ITEM 2.  MANAGEMENT'S DISCUSSION AND ANALYSIS OF FINANCIAL CONDITION AND RESULTS
         OF OPERATIONS

RESULTS OF OPERATIONS

THREE MONTHS ENDED JUNE 30, 1997 COMPARED TO THREE MONTHS ENDED JUNE 30, 1996

  Operating Revenue.  Operating revenue increased to $23.9 million for the three
months ended June 30, 1997 from $16.7 million for the comparable prior year
period, an increase of $7.2 million or 43.1%. Of this increase, $3.7 million is
attributable to operating revenue for the two courses acquired by the Company in
June and July of 1996 and $2.4 is attributable to the operating revenue for the
two courses acquired by the Company in February and April of 1997. The remaining
$1.1 million is attributable to increased revenue from the Company's other
facilities.

  Course-level Operating Expenses.

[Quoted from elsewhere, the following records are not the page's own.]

//! Fan profile demand: the per-instant max over a profile's curves.

use crate::constants::SAFE_DEFAULT_FAN_PERCENT;
use crate::data::FanProfile;
use crate::engine::curve;

/// Capability passed into curve evaluation instead of a pointer back to
/// a sensor-owning service: curves hold sensor *names*, and whoever
/// evaluates a profile supplies the lookup.
pub trait SensorLookup {
    /// Reads the current value for a qualified sensor name
    /// (`Group:Sensor` or `Drives.Name`). `None` means unavailable.
    fn read_celsius(&self, qualified_name: &str) -> Option<f32>;
}

/// `demand(profile) = max over curves with a readable sensor of
/// curve.eval(T_sensor(curve))`. Falls back to the safe default when no
/// curve has a readable sensor.
pub fn demand(profile: &FanProfile, lookup: &dyn SensorLookup) -> f32 {
    let mut best: Option<f32> = None;
    for curve in &profile.curves {
        let Some(sensor_name) = curve.sensor.as_deref() else {
            continue;
        };
        let Some(temp) = lookup.read_celsius(sensor_name) else {
            continue;
        };
        let value = curve::eval(&curve.points, temp);
        best = Some(best.map_or(value, |b: f32| b.max(value)));
    }
    best.unwrap_or(SAFE_DEFAULT_FAN_PERCENT)
}

/// Token-priority remap of a curve's sensor reference when the named
/// sensor has vanished from the registry: same-category candidates
/// score highest. `Drives.`-prefixed references are never remapped.
pub fn migrate_sensor_reference<'a>(
    missing_name: &str,
    candidates: impl Iterator<Item = &'a str>,
) -> Option<&'a str> {
    if missing_name.starts_with("Drives.") {
        return None;
    }
    let category = missing_name.split(':').next().unwrap_or("");
    candidates.into_iter().find(|c| c.starts_with(category))
}

#[cfg(test)]
mod tests {
    use super::*;
    use crate::data::{CurvePoint, FanCurve};
    use std::collections::HashMap;

    struct FakeLookup(HashMap<&'static str, f32>);

    impl SensorLookup for FakeLookup {
        fn read_celsius(&self, qualified_name: &str) -> Option<f32> {
            self.0.get(qualified_name).copied()
        }
    }

    fn curve(name: &str, sensor: &str, points: Vec<CurvePoint>) -> FanCurve {
        FanCurve {
            id: name.to_string(),
            name: name.to_string(),
            sensor: Some(sensor.to_string()),
            points,
        }
    }

    #[test]
    fn s2_max_over_curves() {
        let profile = FanProfile {
            id: "p".to_string(),
            name: "P".to_string(),
            curves: vec![
                curve(
                    "A",
                    "CPU:Package",
                    vec![CurvePoint::new(30.0, 20.0), CurvePoint::new(70.0, 80.0)],
                ),
                curve(
                    "B",
                    "GPU:Core",
                    vec![CurvePoint::new(40.0, 40.0), CurvePoint::new(80.0, 100.0)],
                ),
            ],
        };
        let lookup = FakeLookup(HashMap::from([("CPU:Package", 60.0), ("GPU:Core", 50.0)]));
        assert_eq!(demand(&profile, &lookup), 65.0);
    }

    #[test]
    fn falls_back_to_safe_default_with_no_readable_sensor() {
        let profile = FanProfile {
            id: "p".to_string(),
            name: "P".to_string(),
            curves: vec![curve(
                "A",
                "CPU:Package",
                vec![CurvePoint::new(30.0, 20.0), CurvePoint::new(70.0, 80.0)],
            )],
        };
        let lookup = FakeLookup(HashMap::new());
        assert_eq!(demand(&profile, &lookup), SAFE_DEFAULT_FAN_PERCENT);
    }

    #[test]
    fn drive_monitor_references_are_never_migrated() {
        let candidates = vec!["Drives.Other"];
        assert_eq!(
            migrate_sensor_reference("Drives.Pool", candidates.into_iter()),
            None
        );
    }

    #[test]
    fn migrates_to_same_category_sensor() {
        let candidates = vec!["GPU:Core", "CPU:Package2"];
        assert_eq!(
            migrate_sensor_reference("CPU:Package", candidates.into_iter()),
            Some("CPU:Package2")
        );
    }
}
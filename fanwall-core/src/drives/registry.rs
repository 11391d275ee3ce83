//! Drive registry contract.
//!
//! The drive registry itself is an external collaborator (shells out to
//! `smartctl` on a >=60s cadence); this module defines the shape the
//! core consumes and the stable content hash used to key it.

use std::collections::HashMap;

/// Stable identity for a drive: `xxhash3_64` of its reported serial
/// number.
pub fn drive_hash(serial_number: &str) -> u64 {
    xxhash_rust::xxh3::xxh3_64(serial_number.as_bytes())
}

/// One drive's record as published by the external collaborator. The
/// core reads only `temp_celsius` and key membership.
#[derive(Debug, Clone)]
pub struct DriveRecord {
    pub model: String,
    pub serial: String,
    pub firmware: String,
    pub capacity_bytes: u64,
    pub rotation_rpm: Option<u32>,
    pub power_on_hours: Option<u32>,
    pub power_cycle_count: Option<u32>,
    pub temp_celsius: Option<f32>,
}

/// In-memory view of the external drive registry, refreshed by
/// whichever collaborator owns the `smartctl` scrape.
#[derive(Debug, Default)]
pub struct DriveRegistry {
    drives: HashMap<u64, DriveRecord>,
}

impl DriveRegistry {
    pub fn new() -> Self {
        Self::default()
    }

    /// Replaces the entire registry snapshot, as the external
    /// collaborator's refresh would.
    pub fn replace_all(&mut self, drives: HashMap<u64, DriveRecord>) {
        self.drives = drives;
    }

    pub fn get(&self, hash: u64) -> Option<&DriveRecord> {
        self.drives.get(&hash)
    }

    pub fn contains(&self, hash: u64) -> bool {
        self.drives.contains_key(&hash)
    }
}

#[cfg(test)]
mod tests {
    use super::*;

    #[test]
    fn hash_is_stable_for_same_serial() {
        assert_eq!(drive_hash("ABC123"), drive_hash("ABC123"));
    }

    #[test]
    fn hash_differs_for_different_serials() {
        assert_ne!(drive_hash("ABC123"), drive_hash("XYZ789"));
    }
}
//! Data types, persistence, and validation.
//!
//! Contains the core data structures (sensors, curves, profiles, walls,
//! powerboards) and the configuration-store documents built from them.

pub mod ids;
pub mod persistence;
pub mod types;
pub mod validation;

pub use persistence::{
    ChassisLayoutDoc, DebounceGate, FanProfilesDoc, FanServiceStateDoc, TemperatureSensorsDoc,
    TemperatureUnit,
};
pub use types::{
    AggregationMode, CurvePoint, DriveMonitor, FanCurve, FanProfile, FanWall, Powerboard, Sensor,
    SensorGroup, WallMode,
};
pub use validation::{
    clamp_manual_target, normalize_curve_points, validate_curve_points, validate_display_name,
    validate_percentage, validate_sensor_handle,
};
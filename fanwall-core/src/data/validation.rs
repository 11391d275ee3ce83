//! Input validation for curves, profiles, and hardware paths.
//!
//! # Security considerations
//!
//! Sensor and fan paths are confined to the sysfs trees they are
//! expected to live under; user-provided names are filtered to safe
//! characters before being stored.

use std::path::{Path, PathBuf};

use crate::error::{FanwallError, Result};

const MAX_CURVE_POINTS: usize = 32;
const MAX_CURVE_TEMPERATURE: f32 = 150.0;
const MAX_SENSOR_NAME_LEN: usize = 128;

/// Validates a fan-percent value is within 0-100.
pub fn validate_percentage(value: f32) -> Result<f32> {
    if !(0.0..=100.0).contains(&value) {
        return Err(FanwallError::validation(
            "percentage",
            format!("{value} is out of range 0-100"),
        ));
    }
    Ok(value)
}

/// Validates a manual wall target, clamping into 20-100 rather than
/// rejecting — the controller's manual-mode invariant is a clamp, not a
/// hard error.
pub fn clamp_manual_target(value: u8) -> u8 {
    value.clamp(*crate::constants::MANUAL_TARGET_RANGE.start(), *crate::constants::MANUAL_TARGET_RANGE.end())
}

/// Validates curve points: at least two, strictly increasing x, y in
/// [0, 100].
pub fn validate_curve_points(points: &[crate::data::CurvePoint]) -> Result<()> {
    if points.len() < 2 {
        return Err(FanwallError::validation(
            "points",
            "curve must have at least two points",
        ));
    }
    if points.len() > MAX_CURVE_POINTS {
        return Err(FanwallError::validation(
            "points",
            format!("curve exceeds maximum of {MAX_CURVE_POINTS} points"),
        ));
    }
    for (i, point) in points.iter().enumerate() {
        if !(0.0..=MAX_CURVE_TEMPERATURE).contains(&point.temperature) {
            return Err(FanwallError::validation(
                "points",
                format!(
                    "point {i} has invalid temperature {:.1}°C (must be 0-{MAX_CURVE_TEMPERATURE}°C)",
                    point.temperature
                ),
            ));
        }
        validate_percentage(point.fan_percent)?;
    }
    for window in points.windows(2) {
        if window[0].temperature >= window[1].temperature {
            return Err(FanwallError::validation(
                "points",
                "curve points must be strictly increasing in temperature",
            ));
        }
    }
    Ok(())
}

/// Clamps curve point y-values into [0, 100] and re-sorts by x, for
/// editors that normalize rather than reject.
pub fn normalize_curve_points(points: &mut [crate::data::CurvePoint]) {
    points.sort_by(|a, b| a.temperature.partial_cmp(&b.temperature).unwrap());
    for p in points.iter_mut() {
        p.fan_percent = p.fan_percent.clamp(0.0, 100.0);
    }
}

/// Validates and sanitizes a user-provided display name (profile, curve,
/// drive monitor, sensor).
pub fn validate_display_name(name: &str) -> Result<String> {
    let trimmed = name.trim();
    if trimmed.is_empty() {
        return Err(FanwallError::validation("name", "name cannot be empty"));
    }
    if trimmed.len() > MAX_SENSOR_NAME_LEN {
        return Err(FanwallError::validation(
            "name",
            format!("name exceeds maximum length of {MAX_SENSOR_NAME_LEN} characters"),
        ));
    }
    let sanitized: String = trimmed
        .chars()
        .filter(|c| c.is_alphanumeric() || *c == ' ' || *c == '-' || *c == '_' || *c == '.')
        .collect();
    if sanitized.is_empty() {
        return Err(FanwallError::validation(
            "name",
            "name contains no valid characters",
        ));
    }
    Ok(sanitized)
}

/// Confines a temperature sensor handle to the canonical Linux sysfs
/// trees the enumerator discovers from.
pub fn validate_sensor_handle(path: &Path) -> Result<PathBuf> {
    let canonical = path
        .canonicalize()
        .map_err(|e| FanwallError::validation("handle", format!("path resolution failed: {e}")))?;
    let path_str = canonical.to_string_lossy();
    if !path_str.starts_with("/sys/class/hwmon") && !path_str.starts_with("/sys/class/thermal") {
        return Err(FanwallError::validation(
            "handle",
            "path must be under /sys/class/hwmon or /sys/class/thermal",
        ));
    }
    Ok(canonical)
}

#[cfg(test)]
mod tests {
    use super::*;
    use crate::data::CurvePoint;

    #[test]
    fn rejects_single_point_curve() {
        let points = [CurvePoint::new(30.0, 50.0)];
        assert!(validate_curve_points(&points).is_err());
    }

    #[test]
    fn rejects_non_increasing_x() {
        let points = [CurvePoint::new(30.0, 50.0), CurvePoint::new(30.0, 80.0)];
        assert!(validate_curve_points(&points).is_err());
    }

    #[test]
    fn accepts_well_formed_curve() {
        let points = [CurvePoint::new(30.0, 50.0), CurvePoint::new(80.0, 100.0)];
        assert!(validate_curve_points(&points).is_ok());
    }

    #[test]
    fn clamps_manual_target() {
        assert_eq!(clamp_manual_target(5), 20);
        assert_eq!(clamp_manual_target(150), 100);
        assert_eq!(clamp_manual_target(60), 60);
    }

    #[test]
    fn sanitizes_display_name() {
        assert_eq!(validate_display_name("  CPU Wall  ").unwrap(), "CPU Wall");
        assert!(validate_display_name("").is_err());
    }
}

Course-level operating expenses, which
include costs of golf course operations (e.g., salaries, taxes and utilities),
costs of food and beverage sales and costs of pro shop sales increased to $16.5
million for the three months ended June 30, 1997 from $11.4 million for the
comparable prior year period, an increase of $5.1 million or 44.7%. Of this
increase, $2.7 million is attributable to course-level operating expenses for
the two courses acquired by the Company in June and July of 1996 and $1.6 is
attributable to course-level operating expenses for the two courses acquired by
the Company in February and April of 1997.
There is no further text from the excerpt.